Evaluación (instrumentos de evaluación, criterios de evaluación y porcentaje sobre la calificación final)
Evaluación ordinaria
Evaluación continua
La evaluación del nivel de adquisición de las competencias generales, transversales y específicas por parte de los estudiantes se llevará a cabo de manera continua a lo largo de todo el periodo académico mediante el procedimiento que se indica a continuación.
La calificación final del estudiante (0 a 10 puntos) resultará de la evaluación de las diferentes partes de la asignatura:
- Evaluación mediante la resolución de problemas planteados por el profesor (10%).

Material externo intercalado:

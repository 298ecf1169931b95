//! # punchlist-store
//!
//! `SQLite` persistence for tasks and their checklists.
//!
//! The store is split into a connection layer (WAL-mode pool with
//! pragma enforcement), an embedded migration runner, and a stateless
//! repository that translates between [`punchlist_core`] types and SQL.
//! Checklist items live in their own table keyed by `(task_id, position)`
//! so a checklist replace is a plain delete-and-reinsert inside one
//! transaction.

#![deny(unsafe_code)]

mod connection;
mod errors;
mod migrations;
mod repository;

pub use connection::{
    ConnectionConfig, ConnectionPool, PooledConnection, PragmaState, new_file, new_in_memory,
    verify_pragmas,
};
pub use errors::{Result, StoreError};
pub use migrations::{current_version, latest_version, run_migrations};
pub use repository::{TaskFilter, TaskPage, TaskRepository};
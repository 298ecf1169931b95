//! Status derivation from checklist completion.

use crate::task::{ChecklistItem, TaskStatus};

/// Derives the status a task should have from its checklist.
///
/// A task is [`TaskStatus::Completed`] only when the checklist is
/// non-empty and every item is completed, [`TaskStatus::InProgress`]
/// when at least one item is completed but not all of them, and
/// [`TaskStatus::Pending`] otherwise. An empty checklist is always
/// pending: there is nothing done, and nothing to finish.
#[must_use]
pub fn derive_status(checklist: &[ChecklistItem]) -> TaskStatus {
    let completed = checklist.iter().filter(|item| item.completed).count();
    if completed == checklist.len() && !checklist.is_empty() {
        TaskStatus::Completed
    } else if completed > 0 {
        TaskStatus::InProgress
    } else {
        TaskStatus::Pending
    }
}
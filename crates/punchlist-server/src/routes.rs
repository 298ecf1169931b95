//! Task route handlers.
//!
//! Mutation responses wrap the resulting task in a `{task}` envelope;
//! `GET /tasks/{id}` returns the bare task. Handlers call the stateless
//! repository on a pooled connection and let [`ServerError`] translate
//! failures to status codes.

use axum::Json;
use axum::extract::{Path, Query, State};
use axum::http::StatusCode;
use punchlist_core::{
    Task, TaskCreate, TaskEnvelope, TaskListResponse, TaskStatus, TaskUpdate,
    UpdateChecklistRequest, UpdateStatusRequest,
};
use punchlist_store::{TaskFilter, TaskRepository};
use serde::Deserialize;

use crate::errors::ServerError;
use crate::health::{self, HealthResponse};
use crate::server::AppState;

/// Query parameters for `GET /tasks`.
#[derive(Debug, Default, Deserialize)]
pub struct ListQuery {
    /// Only tasks in this status (`Pending`, `InProgress`, `Completed`).
    pub status: Option<TaskStatus>,
    /// Page size override.
    pub limit: Option<u32>,
    /// Page offset.
    pub offset: Option<u32>,
}

/// GET /health
pub async fn health(State(state): State<AppState>) -> Result<Json<HealthResponse>, ServerError> {
    let conn = state.conn()?;
    let task_count = TaskRepository::count_tasks(&conn)?;
    Ok(Json(health::health_check(state.start_time, task_count)))
}

/// GET /tasks
pub async fn list_tasks(
    State(state): State<AppState>,
    Query(query): Query<ListQuery>,
) -> Result<Json<TaskListResponse>, ServerError> {
    let conn = state.conn()?;
    let filter = TaskFilter {
        status: query.status,
    };
    let limit = query.limit.unwrap_or(state.config.default_page_size);
    let offset = query.offset.unwrap_or(0);
    let page = TaskRepository::list_tasks(&conn, &filter, limit, offset)?;
    Ok(Json(TaskListResponse {
        tasks: page.tasks,
        total: page.total,
    }))
}

/// POST /tasks
pub async fn create_task(
    State(state): State<AppState>,
    Json(body): Json<TaskCreate>,
) -> Result<(StatusCode, Json<TaskEnvelope>), ServerError> {
    let conn = state.conn()?;
    let task = TaskRepository::create_task(&conn, &body)?;
    tracing::info!(task_id = %task.id, "task created");
    Ok((StatusCode::CREATED, Json(TaskEnvelope { task })))
}

/// GET /tasks/{id}
pub async fn get_task(
    State(state): State<AppState>,
    Path(id): Path<String>,
) -> Result<Json<Task>, ServerError> {
    let conn = state.conn()?;
    let task = TaskRepository::get_task(&conn, &id)?.ok_or(ServerError::TaskNotFound)?;
    Ok(Json(task))
}

/// PUT /tasks/{id}
pub async fn update_task(
    State(state): State<AppState>,
    Path(id): Path<String>,
    Json(body): Json<TaskUpdate>,
) -> Result<Json<TaskEnvelope>, ServerError> {
    let conn = state.conn()?;
    let task = TaskRepository::update_task(&conn, &id, &body)?.ok_or(ServerError::TaskNotFound)?;
    Ok(Json(TaskEnvelope { task }))
}

/// DELETE /tasks/{id}
pub async fn delete_task(
    State(state): State<AppState>,
    Path(id): Path<String>,
) -> Result<Json<serde_json::Value>, ServerError> {
    let conn = state.conn()?;
    if !TaskRepository::delete_task(&conn, &id)? {
        return Err(ServerError::TaskNotFound);
    }
    tracing::info!(task_id = %id, "task deleted");
    Ok(Json(serde_json::json!({ "message": "Task deleted successfully" })))
}

/// PUT /tasks/{id}/status
///
/// Persists the requested status verbatim. The checklist is only
/// touched when the new status is `Completed`, in which case every item
/// is marked done so the stored checklist agrees with the status.
pub async fn update_status(
    State(state): State<AppState>,
    Path(id): Path<String>,
    Json(body): Json<UpdateStatusRequest>,
) -> Result<Json<TaskEnvelope>, ServerError> {
    let conn = state.conn()?;
    let task =
        TaskRepository::set_status(&conn, &id, body.status)?.ok_or(ServerError::TaskNotFound)?;
    Ok(Json(TaskEnvelope { task }))
}

/// PUT /tasks/{id}/todo
///
/// Replaces the checklist wholesale and bumps `updatedAt`. Status is
/// never touched here: clients follow up with a status write when the
/// derived status changed, and a task whose second write never arrives
/// keeps the new checklist.
pub async fn update_checklist(
    State(state): State<AppState>,
    Path(id): Path<String>,
    Json(body): Json<UpdateChecklistRequest>,
) -> Result<Json<TaskEnvelope>, ServerError> {
    let conn = state.conn()?;
    let task = TaskRepository::replace_checklist(&conn, &id, &body.todo_checklist)?
        .ok_or(ServerError::TaskNotFound)?;
    Ok(Json(TaskEnvelope { task }))
}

A lo largo del curso, se plantearan 2 problemas a los estudiantes que se pueden resolver aplicando los conocimientos adquiridos en las lecciones magistrales (teoría) y las clases prácticas. Cada estudiante tendrá un problema único (diferentes regiones genómicas o diferentes conjuntos de datos de secuenciación). Cada problema vale un 5% de la nota final.
- Evaluación de la capacidad de trabajar en grupo y redactar un informe/protocolo de análisis bioinformático (10%)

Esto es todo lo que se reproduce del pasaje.